CHAPTER I
SYMPOSIUM OF TRIBUTES TO CONFEDERATE WOMEN
MRS. VARINA JEFFERSON DAVIS
From her invalid chair in New York the revered and beloved wife of the great chieftain of the Confederacy writes a personal letter to the author of this volume, from which he takes the liberty of publishing the following extract. There is something peculiarly touching in this testimonial which will be prized and kept as a precious heirloom throughout our Southern land:
Hotel Gerard,
123 West Forty-fourth Street, New York.
October 25, 1905.My Dear Mr. Underwood:
* * * I do not know in all history a finer subject than the heroism of our Southern women, God bless them. I have never forgotten our dear Mrs. Robt. E. Lee, sitting in her arm chair, where she was chained by the most agonizing form of rheumatism, cutting with her dear aching hands soldiers’ gloves from waste pieces of their Confederate uniforms furnished to her from the government shops. These she persuaded her girl visitors to sew into gloves for the soldiers. Certainly these scraps were of immense use to all those who could get them, for I do not know how many children’s jackets which kept the soldiers’ children warm, I had pieced out of these scraps by a poor woman who sat in the basement of the mansion and made them for them.

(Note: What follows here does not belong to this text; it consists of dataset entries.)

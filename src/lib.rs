//! Valve costing toolkit
//!
//! Tracks the bill of materials of a valve assembly, the process and supplier
//! options each part can be sourced through, and the supplier rates for every
//! part, grade, size, process and supplier.

pub mod cli;
pub mod core;
pub mod entities;
pub mod yaml;
//! YAML input helpers

pub mod diagnostics;

pub use diagnostics::YamlParseError;
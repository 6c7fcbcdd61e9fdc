//! Shared costing state for concurrent callers
//!
//! Each structure sits behind its own `RwLock`: any number of readers may
//! query at once, writers are exclusive. Access goes through closures so a
//! guard never outlives the call.

use std::sync::{PoisonError, RwLock};

use crate::core::rates::RateTable;
use crate::core::registry::SourcingRegistry;
use crate::core::resolver::RateResolver;

#[derive(Debug, Default)]
pub struct CostingSession {
    registry: RwLock<SourcingRegistry>,
    rates: RwLock<RateTable>,
}

impl CostingSession {
    pub fn new(registry: SourcingRegistry, rates: RateTable) -> Self {
        Self {
            registry: RwLock::new(registry),
            rates: RwLock::new(rates),
        }
    }

    /// Run a query against the rate table
    pub fn read_rates<T>(&self, f: impl FnOnce(RateResolver<'_>) -> T) -> T {
        let guard = self.rates.read().unwrap_or_else(PoisonError::into_inner);
        f(RateResolver::new(&guard))
    }

    /// Mutate the rate table
    pub fn write_rates<T>(&self, f: impl FnOnce(&mut RateTable) -> T) -> T {
        let mut guard = self.rates.write().unwrap_or_else(PoisonError::into_inner);
        f(&mut guard)
    }

    pub fn read_registry<T>(&self, f: impl FnOnce(&SourcingRegistry) -> T) -> T {
        let guard = self.registry.read().unwrap_or_else(PoisonError::into_inner);
        f(&guard)
    }

    pub fn write_registry<T>(&self, f: impl FnOnce(&mut SourcingRegistry) -> T) -> T {
        let mut guard = self.registry.write().unwrap_or_else(PoisonError::into_inner);
        f(&mut guard)
    }

    /// Take back ownership of both structures
    pub fn into_parts(self) -> (SourcingRegistry, RateTable) {
        (
            self.registry
                .into_inner()
                .unwrap_or_else(PoisonError::into_inner),
            self.rates.into_inner().unwrap_or_else(PoisonError::into_inner),
        )
    }
}

#[cfg(test)]
mod tests {
    use super::*;
    use crate::entities::material::NewMaterial;
    use std::sync::Arc;
    use std::thread;

    #[test]
    fn test_concurrent_writers_keep_cells_unique() {
        let session = Arc::new(CostingSession::default());

        let handles: Vec<_> = (0..8)
            .map(|i| {
                let session = Arc::clone(&session);
                thread::spawn(move || {
                    for _ in 0..50 {
                        session.write_rates(|t| {
                            t.set_rate("BODY", "CI", "2", "SAND CAST", "IRONCORE", i as f64)
                        });
                        let seen = session
                            .read_rates(|r| r.has_rates_for_combo("BODY", "SAND CAST", "IRONCORE"));
                        assert!(seen);
                    }
                })
            })
            .collect();

        for handle in handles {
            handle.join().unwrap();
        }

        let count = session.read_rates(|r| r.entries_for_cell("BODY", "CI", "2").len());
        assert_eq!(count, 1);
    }

    #[test]
    fn test_registry_access() {
        let session = CostingSession::default();
        let id =
            session.write_registry(|reg| reg.add_material(NewMaterial::new("BODY", 1.0, None)));
        session.write_registry(|reg| reg.add_supplier_to_process(&id, "SAND CAST", "IRONCORE"));

        let suppliers =
            session.read_registry(|reg| reg.get(&id).unwrap().sourcing[0].suppliers.clone());
        assert_eq!(suppliers, vec!["IRONCORE"]);

        let (registry, rates) = session.into_parts();
        assert_eq!(registry.len(), 1);
        assert!(rates.is_empty());
    }
}
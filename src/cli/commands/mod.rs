//! Command implementations

pub mod bom;
pub mod check;
pub mod rate;
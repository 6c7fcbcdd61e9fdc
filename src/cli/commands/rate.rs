//! `costing rate` command - Supplier rate queries

use clap::Subcommand;
use console::style;
use miette::Result;
use serde::Serialize;

use crate::cli::helpers::{compare_sizes, format_rate, print_rows};
use crate::cli::{CostingContext, GlobalOpts, OutputFormat};
use crate::entities::{BulkRule, RateUnit};

#[derive(Subcommand, Debug)]
pub enum RateCommands {
    /// Show all supplier rates for one material / grade / size cell
    Cell(CellArgs),

    /// Show the rate for one process and supplier in a cell
    Get(GetArgs),

    /// Check whether a process and supplier is priced anywhere for a material
    Has(HasArgs),

    /// List rates with optional filters
    List(ListArgs),

    /// Fill one rate across a size range and show the result
    Bulk(BulkArgs),
}

#[derive(clap::Args, Debug)]
pub struct CellArgs {
    /// Material (BOM part name)
    pub material: String,
    /// Sub-material / grade
    pub sub_material: String,
    /// Size label
    pub size: String,
}

#[derive(clap::Args, Debug)]
pub struct GetArgs {
    pub material: String,
    pub sub_material: String,
    pub size: String,
    /// Process name
    pub process: String,
    /// Supplier name
    pub supplier: String,
}

#[derive(clap::Args, Debug)]
pub struct HasArgs {
    pub material: String,
    pub process: String,
    pub supplier: String,
}

#[derive(clap::Args, Debug)]
pub struct ListArgs {
    /// Filter by material
    #[arg(long, short = 'm')]
    pub material: Option<String>,

    /// Filter by sub-material / grade
    #[arg(long, short = 'g')]
    pub grade: Option<String>,

    /// Filter by process
    #[arg(long, short = 'p')]
    pub process: Option<String>,

    /// Filter by supplier (substring, case-insensitive)
    #[arg(long, short = 's')]
    pub supplier: Option<String>,

    /// Show only count
    #[arg(long)]
    pub count: bool,
}

#[derive(clap::Args, Debug)]
pub struct BulkArgs {
    pub material: String,
    /// Sub-material / grade
    pub grade: String,
    pub process: String,
    pub supplier: String,
    /// First size in the range
    #[arg(long)]
    pub from: String,
    /// Last size in the range (inclusive)
    #[arg(long)]
    pub to: String,
    /// Rate to write
    #[arg(long)]
    pub rate: f64,
}

/// A rate row as printed by list-style commands
#[derive(Debug, Serialize)]
struct RateRow {
    material: String,
    sub_material: String,
    size: String,
    process: String,
    supplier: String,
    rate: f64,
    list_price: f64,
    unit: String,
}

impl RateRow {
    fn cells(&self) -> Vec<String> {
        vec![
            self.material.clone(),
            self.sub_material.clone(),
            self.size.clone(),
            self.process.clone(),
            self.supplier.clone(),
            format_rate(self.rate),
            format_rate(self.list_price),
            self.unit.clone(),
        ]
    }
}

const HEADER: [&str; 8] = [
    "MATERIAL", "GRADE", "SIZE", "PROCESS", "SUPPLIER", "RATE", "LIST", "UNIT",
];

/// Run a rate subcommand
pub fn run(cmd: RateCommands, global: &GlobalOpts) -> Result<()> {
    let mut ctx = CostingContext::load(global)?;
    match cmd {
        RateCommands::Cell(args) => run_cell(&ctx, args),
        RateCommands::Get(args) => run_get(&ctx, args, global),
        RateCommands::Has(args) => run_has(&ctx, args),
        RateCommands::List(args) => run_list(&ctx, args),
        RateCommands::Bulk(args) => run_bulk(&mut ctx, args),
    }
}

fn unit_for(ctx: &CostingContext, material: &str) -> RateUnit {
    let make_buy = ctx
        .registry
        .find_by_name(material)
        .next()
        .and_then(|m| m.make_buy);
    RateUnit::for_make_buy(make_buy)
}

fn row(
    ctx: &CostingContext,
    material: &str,
    sub_material: &str,
    size: &str,
    process: &str,
    supplier: &str,
    rate: f64,
) -> RateRow {
    RateRow {
        material: material.to_string(),
        sub_material: sub_material.to_string(),
        size: size.to_string(),
        process: process.to_string(),
        supplier: supplier.to_string(),
        rate,
        list_price: ctx.product.list_price(rate),
        unit: unit_for(ctx, material).to_string(),
    }
}

fn print(ctx: &CostingContext, rows: &[RateRow]) -> Result<()> {
    let cells: Vec<_> = rows.iter().map(RateRow::cells).collect();
    print_rows(ctx.format, &rows, &HEADER, &cells)
}

fn run_cell(ctx: &CostingContext, args: CellArgs) -> Result<()> {
    let entries = ctx
        .resolver()
        .entries_for_cell(&args.material, &args.sub_material, &args.size);

    if entries.is_empty() && !ctx.format.is_structured() {
        println!(
            "No rates for {} / {} / {}.",
            args.material, args.sub_material, args.size
        );
        return Ok(());
    }

    let mut rows: Vec<_> = entries
        .iter()
        .map(|e| {
            row(
                ctx,
                &args.material,
                &args.sub_material,
                &args.size,
                &e.process_type,
                &e.supplier,
                e.rate,
            )
        })
        .collect();
    rows.sort_by(|a, b| a.rate.total_cmp(&b.rate));
    print(ctx, &rows)
}

fn run_get(ctx: &CostingContext, args: GetArgs, global: &GlobalOpts) -> Result<()> {
    let rate = ctx.resolver().rate(
        &args.material,
        &args.sub_material,
        &args.size,
        &args.process,
        &args.supplier,
    );

    let Some(rate) = rate else {
        return Err(miette::miette!(
            "no rate for {} / {} / {} / {} / {}",
            args.material,
            args.sub_material,
            args.size,
            args.process,
            args.supplier
        ));
    };

    match ctx.format {
        OutputFormat::Auto if !global.quiet => {
            let unit = unit_for(ctx, &args.material);
            println!(
                "{} {} (list {})",
                style(format_rate(rate)).cyan(),
                unit,
                format_rate(ctx.product.list_price(rate))
            );
        }
        OutputFormat::Auto | OutputFormat::Tsv | OutputFormat::Csv => println!("{}", rate),
        _ => {
            let r = row(
                ctx,
                &args.material,
                &args.sub_material,
                &args.size,
                &args.process,
                &args.supplier,
                rate,
            );
            print(ctx, &[r])?;
        }
    }
    Ok(())
}

fn run_has(ctx: &CostingContext, args: HasArgs) -> Result<()> {
    let found = ctx
        .resolver()
        .has_rates_for_combo(&args.material, &args.process, &args.supplier);
    match ctx.format {
        OutputFormat::Json => println!("{}", found),
        _ => println!("{}", if found { "yes" } else { "no" }),
    }
    Ok(())
}

fn run_list(ctx: &CostingContext, args: ListArgs) -> Result<()> {
    let supplier_filter = args.supplier.as_ref().map(|s| s.to_lowercase());

    let mut rows: Vec<RateRow> = ctx
        .rates
        .iter()
        .filter(|(m, ..)| args.material.as_deref().map_or(true, |f| f == *m))
        .filter(|(_, g, ..)| args.grade.as_deref().map_or(true, |f| f == *g))
        .filter(|(.., e)| args.process.as_deref().map_or(true, |f| f == e.process_type))
        .filter(|(.., e)| {
            supplier_filter
                .as_deref()
                .map_or(true, |f| e.supplier.to_lowercase().contains(f))
        })
        .map(|(m, g, size, e)| row(ctx, m, g, size, &e.process_type, &e.supplier, e.rate))
        .collect();

    if args.count {
        println!("{}", rows.len());
        return Ok(());
    }

    if rows.is_empty() && !ctx.format.is_structured() {
        println!("No rates found.");
        return Ok(());
    }

    rows.sort_by(|a, b| {
        a.material
            .cmp(&b.material)
            .then_with(|| a.sub_material.cmp(&b.sub_material))
            .then_with(|| compare_sizes(&a.size, &b.size))
            .then_with(|| a.process.cmp(&b.process))
            .then_with(|| a.supplier.cmp(&b.supplier))
    });

    print(ctx, &rows)?;
    if ctx.format == OutputFormat::Auto {
        println!("{} rate(s) found.", style(rows.len()).cyan());
    }
    Ok(())
}

fn run_bulk(ctx: &mut CostingContext, args: BulkArgs) -> Result<()> {
    if !args.rate.is_finite() || args.rate < 0.0 {
        return Err(miette::miette!("rate must not be negative, got {}", args.rate));
    }

    // Size order: every size already priced for the material, plus the bounds
    let mut sizes: Vec<String> = ctx
        .rates
        .sub_materials(&args.material)
        .flat_map(|g| ctx.rates.sizes(&args.material, g))
        .map(str::to_string)
        .chain([args.from.clone(), args.to.clone()])
        .collect();
    sizes.sort_by(|a, b| compare_sizes(a, b));
    sizes.dedup();
    ctx.product.set_sizes(sizes);

    let rule = BulkRule {
        material: args.grade.clone(),
        rate: args.rate,
        from_size: args.from,
        to_size: args.to,
    };
    let written = ctx.rates.apply_bulk_rule(
        &args.material,
        &rule,
        &args.process,
        &args.supplier,
        &ctx.product.selected_sizes,
    );

    if written == 0 {
        return Err(miette::miette!(
            "size range {} to {} is empty",
            rule.from_size,
            rule.to_size
        ));
    }

    let ctx: &CostingContext = ctx;
    let resolver = ctx.resolver();
    let rows: Vec<_> = ctx
        .product
        .selected_sizes
        .iter()
        .filter_map(|size| {
            resolver
                .rate(&args.material, &args.grade, size, &args.process, &args.supplier)
                .map(|rate| {
                    row(
                        ctx,
                        &args.material,
                        &args.grade,
                        size,
                        &args.process,
                        &args.supplier,
                        rate,
                    )
                })
        })
        .collect();
    print(ctx, &rows)?;
    if ctx.format == OutputFormat::Auto {
        println!("{} cell(s) written.", style(written).cyan());
    }
    Ok(())
}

The ladies picked their old silk pieces into fragments, and spun them into gloves, stockings, and scarfs for the soldiers’ necks, etc.; cut up their house linen and scraped it into lint; tore up their sheets and rolled them into 20 bandages; and toasted sweet potato slices brown, and made substitutes for coffee. They put two tablespoonfuls of sorghum molasses into the water boiled for coffee instead of sugar, and used none other for their little children and families. They covered their old shoes with old kid gloves or with pieces of silk and their little feet looked charming and natty in them. In the country they made their own candles, and one lady sent me three cakes of sweet soap and a small jar of soft soap made from the skin, bones and refuse bits of hams boiled for her family. Another sent the most exquisite unbleached flax thread, of the smoothest and finest quality, spun by herself. I have never been able to get such thread again. I am still quite feeble, so I must close with the hope that your health will steadily improve and the assurance that I am,
Yours sincerely,
V. Jefferson Davis.
TRIBUTE OF PRESIDENT JEFFERSON DAVIS
[From Dr. Craven’s Prison Life of Jefferson Davis.]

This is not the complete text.